This is the next in our series of articles based on a report on data processing at work by the Article 29 Working Party (‘WP29’), an independent European advisory body on data protection and privacy.
Traditionally, the monitoring of electronic communications in the workplace, (e.g., phone, internet browsing, email, instant messaging, VOIP, etc.), was considered the main threat to employees’ privacy.

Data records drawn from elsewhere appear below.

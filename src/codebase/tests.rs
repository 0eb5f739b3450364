//! Tests for codebase module.

#[cfg(test)]
mod tests {
    use crate::codebase::diff::{apply, diff, diff_many};
    use crate::codebase::snapshot::{build, normalize_extensions, ScanOptions, SnapshotError};
    use crate::codebase::types::Codebase;
    use std::collections::HashSet;
    use std::fs::{self, File};
    use std::io::Write;
    use std::path::Path;
    use std::time::{Duration, SystemTime};
    use tempfile::TempDir;

    fn write_file(root: &Path, relative: &str, content: &str) {
        let path = root.join(relative);
        if let Some(parent) = path.parent() {
            fs::create_dir_all(parent).unwrap();
        }
        let mut f = File::create(&path).unwrap();
        f.write_all(content.as_bytes()).unwrap();
    }

    fn bump_mtime(root: &Path, relative: &str) {
        let f = File::options().write(true).open(root.join(relative)).unwrap();
        let later = SystemTime::now() + Duration::from_secs(60);
        f.set_modified(later).unwrap();
    }

    fn live_paths(root: &Path, extensions: &[String]) -> HashSet<String> {
        build(root, extensions, &ScanOptions::default())
            .unwrap()
            .snapshot
            .paths()
            .map(str::to_string)
            .collect()
    }

    #[test]
    fn test_extension_filter_keeps_matching_files_only() {
        let temp_dir = TempDir::new().unwrap();
        write_file(temp_dir.path(), "a.py", "print(1)\n\n");
        write_file(temp_dir.path(), "b.txt", "hello");

        let scan = build(temp_dir.path(), &normalize_extensions(&["py"]), &ScanOptions::default())
            .unwrap();

        assert_eq!(scan.snapshot.len(), 1);
        assert_eq!(scan.snapshot.content("a.py"), Some("print(1)\n\n"));
        assert!(scan.snapshot.get("b.txt").is_none());
        assert!(scan.warnings.is_empty());
    }

    #[test]
    fn test_empty_filter_includes_all_files() {
        let temp_dir = TempDir::new().unwrap();
        write_file(temp_dir.path(), "a.py", "x");
        write_file(temp_dir.path(), "nested/b.txt", "y");

        let paths = live_paths(temp_dir.path(), &[]);
        assert_eq!(
            paths,
            HashSet::from(["a.py".to_string(), "nested/b.txt".to_string()])
        );
    }

    #[test]
    fn test_build_cache_directories_are_skipped() {
        let temp_dir = TempDir::new().unwrap();
        write_file(temp_dir.path(), "pkg/mod.py", "x");
        write_file(temp_dir.path(), "pkg/__pycache__/mod.cpython-311.py", "cached");
        write_file(temp_dir.path(), "node_modules/dep.py", "dep");

        let options = ScanOptions {
            ignore_dirs: vec!["node_modules".into()],
            ..ScanOptions::default()
        };
        let scan = build(temp_dir.path(), &[], &options).unwrap();

        assert_eq!(scan.snapshot.paths().collect::<Vec<_>>(), vec!["pkg/mod.py"]);
    }

    #[test]
    fn test_invalid_root_is_an_error() {
        let temp_dir = TempDir::new().unwrap();
        write_file(temp_dir.path(), "file.py", "x");

        let missing = build(&temp_dir.path().join("missing"), &[], &ScanOptions::default());
        assert!(matches!(missing, Err(SnapshotError::InvalidPath { .. })));

        let not_dir = build(&temp_dir.path().join("file.py"), &[], &ScanOptions::default());
        assert!(matches!(not_dir, Err(SnapshotError::InvalidPath { .. })));
    }

    #[test]
    fn test_empty_directory_gives_empty_snapshot() {
        let temp_dir = TempDir::new().unwrap();
        let scan = build(temp_dir.path(), &[], &ScanOptions::default()).unwrap();
        assert!(scan.snapshot.is_empty());
    }

    #[test]
    fn test_oversized_file_becomes_warning() {
        let temp_dir = TempDir::new().unwrap();
        write_file(temp_dir.path(), "big.txt", &"x".repeat(64));
        write_file(temp_dir.path(), "small.txt", "x");

        let options = ScanOptions {
            max_file_size: 16,
            ..ScanOptions::default()
        };
        let scan = build(temp_dir.path(), &[], &options).unwrap();

        assert_eq!(scan.snapshot.paths().collect::<Vec<_>>(), vec!["small.txt"]);
        assert_eq!(scan.warnings.len(), 1);
        assert!(scan.warnings[0].path.ends_with("big.txt"));
    }

    #[test]
    fn test_diff_of_unmodified_tree_is_empty() {
        let temp_dir = TempDir::new().unwrap();
        write_file(temp_dir.path(), "a.py", "x");
        write_file(temp_dir.path(), "sub/b.py", "y");

        let options = ScanOptions::default();
        let scan = build(temp_dir.path(), &[], &options).unwrap();
        let result = diff(temp_dir.path(), &[], &scan.snapshot, &options).unwrap();

        assert!(result.transformation.is_empty());
        assert!(result.changed.is_empty());
    }

    #[test]
    fn test_diff_classifies_additions_updates_and_deletions() {
        let temp_dir = TempDir::new().unwrap();
        let root = temp_dir.path();
        write_file(root, "keep.py", "same");
        write_file(root, "edit.py", "before");
        write_file(root, "gone.py", "bye");

        let options = ScanOptions::default();
        let previous = build(root, &[], &options).unwrap().snapshot;

        write_file(root, "edit.py", "after");
        bump_mtime(root, "edit.py");
        fs::remove_file(root.join("gone.py")).unwrap();
        write_file(root, "new.py", "hello");

        let result = diff(root, &[], &previous, &options).unwrap();
        let t = &result.transformation;

        assert_eq!(t.additions, vec!["new.py".to_string()]);
        assert_eq!(t.deletions, vec!["gone.py".to_string()]);
        assert_eq!(t.updates.len(), 1);
        assert_eq!(t.updates[0].path, "edit.py");

        let mut changed: Vec<_> = result
            .changed
            .iter()
            .map(|c| (c.path.as_str(), c.content.as_str()))
            .collect();
        changed.sort();
        assert_eq!(changed, vec![("edit.py", "after"), ("new.py", "hello")]);
    }

    #[test]
    fn test_same_bytes_with_new_mtime_counts_as_update() {
        let temp_dir = TempDir::new().unwrap();
        let root = temp_dir.path();
        write_file(root, "a.py", "unchanged");

        let options = ScanOptions::default();
        let previous = build(root, &[], &options).unwrap().snapshot;
        bump_mtime(root, "a.py");

        let result = diff(root, &[], &previous, &options).unwrap();
        assert_eq!(result.transformation.updates.len(), 1);
        assert_eq!(result.changed[0].content, "unchanged");
    }

    #[test]
    fn test_apply_reproduces_live_path_set() {
        let temp_dir = TempDir::new().unwrap();
        let root = temp_dir.path();
        write_file(root, "a.py", "a");
        write_file(root, "b.py", "b");

        let options = ScanOptions::default();
        let previous = build(root, &[], &options).unwrap().snapshot;

        fs::remove_file(root.join("a.py")).unwrap();
        write_file(root, "c/d.py", "d");
        write_file(root, "b.py", "b2");
        bump_mtime(root, "b.py");

        let result = diff(root, &[], &previous, &options).unwrap();
        let next = apply(root, &previous, &result.transformation, &options);

        let next_paths: HashSet<String> = next.paths().map(str::to_string).collect();
        assert_eq!(next_paths, live_paths(root, &[]));
        assert_eq!(next.content("b.py"), Some("b2"));

        let again = diff(root, &[], &next, &options).unwrap();
        assert!(again.transformation.is_empty());
    }

    #[test]
    fn test_diff_many_labels_each_root() {
        let first = TempDir::new().unwrap();
        let second = TempDir::new().unwrap();
        write_file(first.path(), "a.py", "a");

        let options = ScanOptions::default();
        let codebases: Vec<Codebase> = [first.path(), second.path()]
            .iter()
            .map(|root| Codebase {
                root: root.to_path_buf(),
                extensions: Vec::new(),
                snapshot: build(root, &[], &options).unwrap().snapshot,
            })
            .collect();

        write_file(second.path(), "new.py", "fresh");

        let result = diff_many(&codebases, &options);

        assert!(result.has_changes());
        assert!(result
            .summary
            .contains(&format!("Codebase: {}", first.path().display())));
        assert!(result
            .summary
            .contains(&format!("Codebase: {}", second.path().display())));
        assert!(result.summary.contains("Added files:\n- new.py"));
        assert!(result.changed_content.starts_with("Contents of file: "));
        assert!(result.changed_content.ends_with("fresh"));
        assert!(result.diffs[0].transformation.is_empty());
    }

    #[test]
    fn test_diff_many_skips_missing_root() {
        let kept = TempDir::new().unwrap();
        let removed = TempDir::new().unwrap();
        write_file(kept.path(), "a.py", "a");
        write_file(removed.path(), "b.py", "b");

        let options = ScanOptions::default();
        let codebases: Vec<Codebase> = [kept.path(), removed.path()]
            .iter()
            .map(|root| Codebase {
                root: root.to_path_buf(),
                extensions: Vec::new(),
                snapshot: build(root, &[], &options).unwrap().snapshot,
            })
            .collect();

        let removed_root = removed.path().to_path_buf();
        removed.close().unwrap();
        write_file(kept.path(), "c.py", "c");

        let result = diff_many(&codebases, &options);

        assert_eq!(result.diffs.len(), 2);
        assert_eq!(result.diffs[0].transformation.additions, vec!["c.py".to_string()]);
        assert!(result.diffs[1].transformation.is_empty());
        assert_eq!(result.diffs[1].warnings.len(), 1);
        assert_eq!(result.diffs[1].warnings[0].path, removed_root);
    }
}
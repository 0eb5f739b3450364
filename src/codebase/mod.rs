//! Codebase context for the conversation.
//!
//! This module turns source trees into snapshots, detects changes to them
//! between turns, and renders them into the context block sent to the model:
//! - Full walk on startup (`snapshot::build`)
//! - mtime-based change detection before each turn (`diff::diff_many`)
//! - Snapshot folding after a check (`diff::apply`)

mod diff;
mod serializer;
mod snapshot;
mod types;
#[cfg(test)]
mod tests;

// Re-exports
pub use diff::{apply, diff_many};
pub use serializer::{format_size, serialize};
pub use snapshot::{build, merge, normalize_extensions, ScanOptions, MAX_READABLE_FILE_SIZE};
pub use types::Codebase;
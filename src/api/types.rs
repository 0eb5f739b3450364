//! API request and response types for the Anthropic Messages endpoint.

use serde::{Deserialize, Serialize};
use std::ops::AddAssign;

use crate::conversation::Message;

/// Request body for `POST /v1/messages`.
#[derive(Debug, Clone, Serialize)]
pub struct MessagesRequest {
    pub model: String,
    pub max_tokens: u32,
    pub temperature: f32,
    #[serde(skip_serializing_if = "String::is_empty")]
    pub system: String,
    pub messages: Vec<Message>,
}

/// One block of the reply's `content` array.
#[derive(Debug, Clone, PartialEq, Eq, Serialize, Deserialize)]
pub struct ContentBlock {
    #[serde(rename = "type")]
    pub kind: String,
    #[serde(default)]
    pub text: Option<String>,
}

/// Token counts reported for a request, or summed over several.
#[derive(Debug, Clone, Copy, Default, PartialEq, Eq, Serialize, Deserialize)]
pub struct Usage {
    #[serde(default)]
    pub input_tokens: u64,
    #[serde(default)]
    pub cache_creation_input_tokens: u64,
    #[serde(default)]
    pub cache_read_input_tokens: u64,
    #[serde(default)]
    pub output_tokens: u64,
}

impl Usage {
    pub fn total(&self) -> u64 {
        self.input_tokens
            + self.cache_creation_input_tokens
            + self.cache_read_input_tokens
            + self.output_tokens
    }
}

impl AddAssign for Usage {
    fn add_assign(&mut self, other: Self) {
        self.input_tokens += other.input_tokens;
        self.cache_creation_input_tokens += other.cache_creation_input_tokens;
        self.cache_read_input_tokens += other.cache_read_input_tokens;
        self.output_tokens += other.output_tokens;
    }
}

impl std::fmt::Display for Usage {
    fn fmt(&self, f: &mut std::fmt::Formatter<'_>) -> std::fmt::Result {
        write!(
            f,
            "input {} / cache write {} / cache read {} / output {}",
            self.input_tokens,
            self.cache_creation_input_tokens,
            self.cache_read_input_tokens,
            self.output_tokens
        )
    }
}

/// Response body of a successful `POST /v1/messages`.
#[derive(Debug, Clone, Default, Serialize, Deserialize)]
pub struct MessagesResponse {
    #[serde(default)]
    pub content: Vec<ContentBlock>,
    #[serde(default)]
    pub usage: Usage,
    #[serde(default)]
    pub stop_reason: Option<String>,
}

impl MessagesResponse {
    /// Text of the first content block, if the reply has one.
    ///
    /// Code-generation turns only ever look at a single text payload.
    pub fn first_text(&self) -> Option<&str> {
        self.content.first().and_then(|b| b.text.as_deref())
    }

    /// All text blocks joined in order. Non-text blocks are skipped.
    pub fn joined_text(&self) -> String {
        self.content
            .iter()
            .filter(|b| b.kind == "text")
            .filter_map(|b| b.text.as_deref())
            .collect()
    }
}

/// Error envelope returned by the API on non-2xx statuses.
#[derive(Debug, Clone, Deserialize)]
pub(super) struct ErrorEnvelope {
    pub error: ErrorBody,
}

#[derive(Debug, Clone, Deserialize)]
pub(super) struct ErrorBody {
    #[serde(rename = "type", default)]
    pub kind: String,
    #[serde(default)]
    pub message: String,
}

#[cfg(test)]
mod tests {
    use super::*;
    use crate::conversation::Role;

    #[test]
    fn test_usage_accumulates() {
        let mut total = Usage::default();
        total += Usage {
            input_tokens: 10,
            cache_creation_input_tokens: 1,
            cache_read_input_tokens: 2,
            output_tokens: 5,
        };
        total += Usage {
            input_tokens: 3,
            output_tokens: 4,
            ..Usage::default()
        };

        assert_eq!(total.input_tokens, 13);
        assert_eq!(total.output_tokens, 9);
        assert_eq!(total.total(), 25);
    }

    #[test]
    fn test_response_deserializes_with_missing_cache_fields() {
        let json = r#"{
            "id": "msg_1",
            "type": "message",
            "role": "assistant",
            "content": [{"type": "text", "text": "<root>"}],
            "stop_reason": "max_tokens",
            "usage": {"input_tokens": 12, "output_tokens": 4000}
        }"#;

        let response: MessagesResponse = serde_json::from_str(json).unwrap();
        assert_eq!(response.first_text(), Some("<root>"));
        assert_eq!(response.usage.output_tokens, 4000);
        assert_eq!(response.usage.cache_read_input_tokens, 0);
        assert_eq!(response.stop_reason.as_deref(), Some("max_tokens"));
    }

    #[test]
    fn test_empty_content_has_no_text() {
        let response: MessagesResponse =
            serde_json::from_str(r#"{"content": [], "usage": {}}"#).unwrap();
        assert!(response.first_text().is_none());
        assert_eq!(response.joined_text(), "");
    }

    #[test]
    fn test_request_omits_empty_system_prompt() {
        let request = MessagesRequest {
            model: "m".into(),
            max_tokens: 10,
            temperature: 0.0,
            system: String::new(),
            messages: vec![Message::new(Role::User, "hi")],
        };
        let value = serde_json::to_value(&request).unwrap();
        assert!(value.get("system").is_none());
        assert_eq!(value["messages"][0]["role"], "user");
        assert_eq!(value["messages"][0]["content"], "hi");
    }
}
//! User configuration.
//!
//! Settings live in `$XDG_CONFIG_HOME/claudecli/config.yaml`. The file is
//! written with defaults on first run; keys missing from an existing file fall
//! back to their defaults, and unknown keys are ignored.

use anyhow::{bail, Context, Result};
use serde::{Deserialize, Serialize};
use std::path::{Path, PathBuf};
use tracing::{debug, info};

use crate::api::DEFAULT_TIMEOUT_SECS;
use crate::codebase::{ScanOptions, MAX_READABLE_FILE_SIZE};

/// Environment variable holding the API key
pub const API_KEY_ENV: &str = "ANTHROPIC_API_KEY";

pub const HAIKU: &str = "claude-haiku-4-5";
pub const SONNET: &str = "claude-sonnet-4-5";
pub const OPUS: &str = "claude-opus-4-1";

const CONFIG_FILE_NAME: &str = "config.yaml";

#[derive(Debug, Clone, PartialEq, Serialize, Deserialize)]
#[serde(default)]
pub struct Config {
    pub anthropic_api_url: String,
    pub anthropic_model: String,
    /// Temperature for conversational turns; code generation always uses 0.0
    pub temperature: f32,
    pub max_tokens: u32,
    pub timeout_secs: u64,
    /// Files larger than this many bytes are skipped when loading a codebase
    pub max_file_size: u64,
    /// Directory names skipped in addition to build caches
    pub ignore_dirs: Vec<String>,
    pub save_transcripts: bool,
}

impl Default for Config {
    fn default() -> Self {
        Self {
            anthropic_api_url: "https://api.anthropic.com".to_string(),
            anthropic_model: HAIKU.to_string(),
            temperature: 1.0,
            max_tokens: 4000,
            timeout_secs: DEFAULT_TIMEOUT_SECS,
            max_file_size: MAX_READABLE_FILE_SIZE,
            ignore_dirs: Vec::new(),
            save_transcripts: true,
        }
    }
}

/// Base directory for configuration and saved sessions.
pub fn config_dir() -> Result<PathBuf> {
    Ok(dirs::config_dir()
        .context("Could not determine configuration directory")?
        .join("claudecli"))
}

pub fn default_config_path() -> Result<PathBuf> {
    Ok(config_dir()?.join(CONFIG_FILE_NAME))
}

impl Config {
    /// Read the config at `path`, writing the defaults there if it is missing.
    pub fn load_or_create(path: &Path) -> Result<Self> {
        if !path.exists() {
            let config = Self::default();
            config.save(path)?;
            info!("Created default configuration at {}", path.display());
            return Ok(config);
        }

        let content = std::fs::read_to_string(path)
            .with_context(|| format!("Failed to read config file: {:?}", path))?;

        let config: Self = if content.trim().is_empty() {
            Self::default()
        } else {
            serde_yaml::from_str(&content)
                .with_context(|| format!("Failed to parse config file: {:?}", path))?
        };

        debug!("Loaded configuration from {:?}: {:?}", path, config);
        Ok(config)
    }

    pub fn save(&self, path: &Path) -> Result<()> {
        if let Some(parent) = path.parent() {
            std::fs::create_dir_all(parent)
                .with_context(|| format!("Failed to create config directory: {:?}", parent))?;
        }

        let content = serde_yaml::to_string(self).context("Failed to serialize config")?;
        std::fs::write(path, content)
            .with_context(|| format!("Failed to write config file: {:?}", path))
    }

    pub fn scan_options(&self) -> ScanOptions {
        ScanOptions {
            ignore_dirs: self.ignore_dirs.clone(),
            max_file_size: self.max_file_size,
        }
    }
}

/// Map a short model name to its full id. Other names pass through unchanged.
pub fn resolve_model(name: &str) -> String {
    match name.to_lowercase().as_str() {
        "haiku" => HAIKU.to_string(),
        "sonnet" => SONNET.to_string(),
        "opus" => OPUS.to_string(),
        _ => name.to_string(),
    }
}

/// Read the API key from the environment.
pub fn api_key_from_env() -> Result<String> {
    match std::env::var(API_KEY_ENV) {
        Ok(key) if !key.trim().is_empty() => Ok(key.trim().to_string()),
        _ => bail!("Please set the {} environment variable.", API_KEY_ENV),
    }
}
//! Conversation state threaded between prompts.

mod continuation;
mod history;
mod types;

pub use continuation::ContinuationRequest;
pub use history::ConversationHistory;
pub use types::{Message, Role};
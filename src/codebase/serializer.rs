//! Render snapshots into the tagged context block sent to the model.
//!
//! File contents are emitted raw, without XML escaping.

use std::fmt::Write as _;

use super::types::Snapshot;

/// Render the files of one snapshot as a `<codebase_subfolder>` block.
pub fn serialize_subfolder(snapshot: &Snapshot) -> String {
    let mut out = String::with_capacity(snapshot.total_bytes() + snapshot.len() * 64);
    out.push_str("<codebase_subfolder>\n");
    for (path, record) in snapshot.iter() {
        let _ = write!(
            out,
            "<file>\n<path>{}</path>\n<content>{}</content>\n</file>\n",
            path, record.content
        );
    }
    out.push_str("</codebase_subfolder>\n");
    out
}

/// Render several snapshots as one `<codebase>` document, in the given order.
pub fn serialize<'a, I>(snapshots: I) -> String
where
    I: IntoIterator<Item = &'a Snapshot>,
{
    let mut out = String::from("\n<codebase>\n");
    for snapshot in snapshots {
        out.push_str(&serialize_subfolder(snapshot));
    }
    out.push_str("</codebase>\n");
    out
}

/// Size of a string in kilobytes, formatted with two decimals.
pub fn format_size(contents: &str) -> String {
    format!("{:.2} KB", contents.len() as f64 / 1024.0)
}
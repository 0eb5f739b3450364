//! Value types shared by the snapshot, diff and serializer modules.

use std::collections::HashMap;
use std::path::PathBuf;
use std::time::SystemTime;

/// Content and modification time of one file inside a [`Snapshot`].
#[derive(Debug, Clone, PartialEq, Eq)]
pub struct FileRecord {
    pub content: String,
    pub mtime: SystemTime,
}

/// Point-in-time record of a directory's matched files.
///
/// Keeps directory-walk order. Content and mtime live in the same record, so
/// the path -> content and path -> mtime views always share one key set.
#[derive(Debug, Clone, Default, PartialEq, Eq)]
pub struct Snapshot {
    entries: Vec<(String, FileRecord)>,
    index: HashMap<String, usize>,
}

impl Snapshot {
    /// Insert or overwrite a file. An overwritten path keeps its position.
    pub fn insert(&mut self, path: String, content: String, mtime: SystemTime) {
        let record = FileRecord { content, mtime };
        match self.index.get(&path) {
            Some(&idx) => self.entries[idx].1 = record,
            None => {
                self.index.insert(path.clone(), self.entries.len());
                self.entries.push((path, record));
            }
        }
    }

    /// Remove a file, returning its record if it was present.
    pub fn remove(&mut self, path: &str) -> Option<FileRecord> {
        let idx = self.index.remove(path)?;
        let (_, record) = self.entries.remove(idx);
        for (pos, (p, _)) in self.entries.iter().enumerate().skip(idx) {
            self.index.insert(p.clone(), pos);
        }
        Some(record)
    }

    pub fn get(&self, path: &str) -> Option<&FileRecord> {
        self.index.get(path).map(|&idx| &self.entries[idx].1)
    }

    #[cfg(test)]
    pub fn content(&self, path: &str) -> Option<&str> {
        self.get(path).map(|r| r.content.as_str())
    }

    pub fn mtime(&self, path: &str) -> Option<SystemTime> {
        self.get(path).map(|r| r.mtime)
    }

    pub fn len(&self) -> usize {
        self.entries.len()
    }

    pub fn is_empty(&self) -> bool {
        self.entries.is_empty()
    }

    /// Iterate files in walk order.
    pub fn iter(&self) -> impl Iterator<Item = (&str, &FileRecord)> {
        self.entries.iter().map(|(p, r)| (p.as_str(), r))
    }

    pub fn paths(&self) -> impl Iterator<Item = &str> {
        self.entries.iter().map(|(p, _)| p.as_str())
    }

    /// Total size of all file contents in bytes.
    pub fn total_bytes(&self) -> usize {
        self.entries.iter().map(|(_, r)| r.content.len()).sum()
    }
}

/// A path whose modification time changed since the previous snapshot.
#[derive(Debug, Clone, PartialEq, Eq)]
pub struct FileUpdate {
    pub path: String,
    pub mtime: SystemTime,
}

/// Add/delete/update delta between a snapshot and the live filesystem.
///
/// A path appears in at most one of the three lists.
#[derive(Debug, Clone, Default, PartialEq, Eq)]
pub struct Transformation {
    pub additions: Vec<String>,
    pub deletions: Vec<String>,
    pub updates: Vec<FileUpdate>,
}

impl Transformation {
    pub fn is_empty(&self) -> bool {
        self.additions.is_empty() && self.deletions.is_empty() && self.updates.is_empty()
    }
}

/// Full current text of an added or updated file.
#[derive(Debug, Clone, PartialEq, Eq)]
pub struct ChangedFileContent {
    pub path: String,
    pub content: String,
}

/// A single file that could not be captured during a walk.
#[derive(Debug, Clone, PartialEq, Eq)]
pub struct ScanWarning {
    pub path: PathBuf,
    pub reason: String,
}

/// A source root together with its extension filter and last known snapshot.
#[derive(Debug, Clone)]
pub struct Codebase {
    pub root: PathBuf,
    pub extensions: Vec<String>,
    pub snapshot: Snapshot,
}
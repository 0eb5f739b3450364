use serde::{Deserialize, Serialize};

use super::types::{Message, Role};

/// Ordered list of completed user/assistant exchanges.
///
/// Values are never mutated in place: recording a turn returns a new history,
/// so a failed request leaves the caller's copy exactly as it was.
#[derive(Debug, Clone, Default, PartialEq, Eq, Serialize, Deserialize)]
#[serde(transparent)]
pub struct ConversationHistory {
    messages: Vec<Message>,
}

impl ConversationHistory {
    pub fn new() -> Self {
        Self::default()
    }

    pub fn len(&self) -> usize {
        self.messages.len()
    }

    pub fn is_empty(&self) -> bool {
        self.messages.is_empty()
    }

    /// Messages to send for a new user message: the history followed by `user`.
    pub fn request_messages(&self, user: &str) -> Vec<Message> {
        let mut messages = self.messages.clone();
        messages.push(Message::user(user));
        messages
    }

    /// A copy of this history with one more exchange appended.
    pub fn with_turn(&self, user: impl Into<String>, assistant: impl Into<String>) -> Self {
        let mut messages = self.messages.clone();
        messages.push(Message::user(user));
        messages.push(Message::assistant(assistant));
        Self { messages }
    }

    /// Content of the most recent assistant message.
    pub fn last_reply(&self) -> Option<&str> {
        self.messages
            .iter()
            .rev()
            .find(|m| m.role == Role::Assistant)
            .map(|m| m.content.as_str())
    }
}
use anyhow::{bail, Context, Result};
use std::io::ErrorKind;
use std::path::{Path, PathBuf};

pub const CODER_PROMPT_FILE: &str = ".claudecli_coder_system_prompt.txt";
pub const GENERAL_PROMPT_FILE: &str = ".claudecli_general_system_prompt.txt";

/// Resolve the output directory, defaulting to the current directory.
///
/// The directory must already exist.
pub fn resolve_output_dir(output_dir: Option<PathBuf>) -> Result<PathBuf> {
    let dir = match output_dir {
        Some(dir) => dir,
        None => std::env::current_dir().context("Failed to get current directory")?,
    };

    if !dir.is_dir() {
        bail!("Output directory does not exist: {}", dir.display());
    }

    dir.canonicalize()
        .with_context(|| format!("Failed to canonicalize output directory: {}", dir.display()))
}

/// `~/<file_name>`, used when no prompt file is given on the command line.
pub fn default_prompt_path(file_name: &str) -> Result<PathBuf> {
    Ok(dirs::home_dir()
        .context("Could not determine home directory")?
        .join(file_name))
}

/// Read a prompt file. A missing file is `Ok(None)`; other I/O errors fail.
pub fn read_prompt_file(path: &Path) -> Result<Option<String>> {
    match std::fs::read_to_string(path) {
        Ok(content) => Ok(Some(content)),
        Err(e) if e.kind() == ErrorKind::NotFound => Ok(None),
        Err(e) => {
            Err(e).with_context(|| format!("Failed to read prompt file: {}", path.display()))
        }
    }
}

However, new technological developments have enabled newer, potentially more intrusive and pervasive ways of monitoring which might put employers in contravention of DP legislation.
Such developments include, amongst others:
- Data Loss Prevention (DLP) tools, which monitor outgoing communications for the purpose of detecting potential data breaches;
- Next-Generation Firewalls (NGFWs) and Unified Threat Management (UTM) systems, which can provide a variety of monitoring technologies including deep packet inspection, TLS interception, website filtering, content filtering, on-appliance reporting, user identity information and data loss prevention.
- security applications and measures that involve logging employee access to the employer’s systems;
- eDiscovery technology, which refers to any process in which electronic data is searched with the aim of its use as evidence;
- tracking of application and device usage via unseen software, either on the desktop or in the cloud;
- the use in the workplace of office applications provided as a cloud service, which in theory allow for very detailed logging of the activities of employees;
- monitoring of personal devices (e.g. mobile phones, tablets), that employees work with in accordance with a specific use policy, such as Bring-Your-Own-Device (BYOD), as well as Mobile Device Management (MDM) technology which enables the distribution of applications, data and configuration settings, and patches for mobile devices; and
- the use of wearable devices (e.g., health and fitness devices).
Employers must consider the proportionality of the measures they are implementing, and take action to mitigate or reduce the scale and impact of the data processing. A good way of going about this would be to implement and communicate acceptable use policies alongside privacy policies, outlining the permissible use of the organisation’s network and equipment, and strictly detailing the processing taking place.
In some cases, the monitoring of employees is possible not so much because of the deployment of specific technologies, but simply because employees are expected to use online applications made available by the employer which process personal data. The use of cloud-based office applications (e.g. document editors, calendars, social networking) are examples of this.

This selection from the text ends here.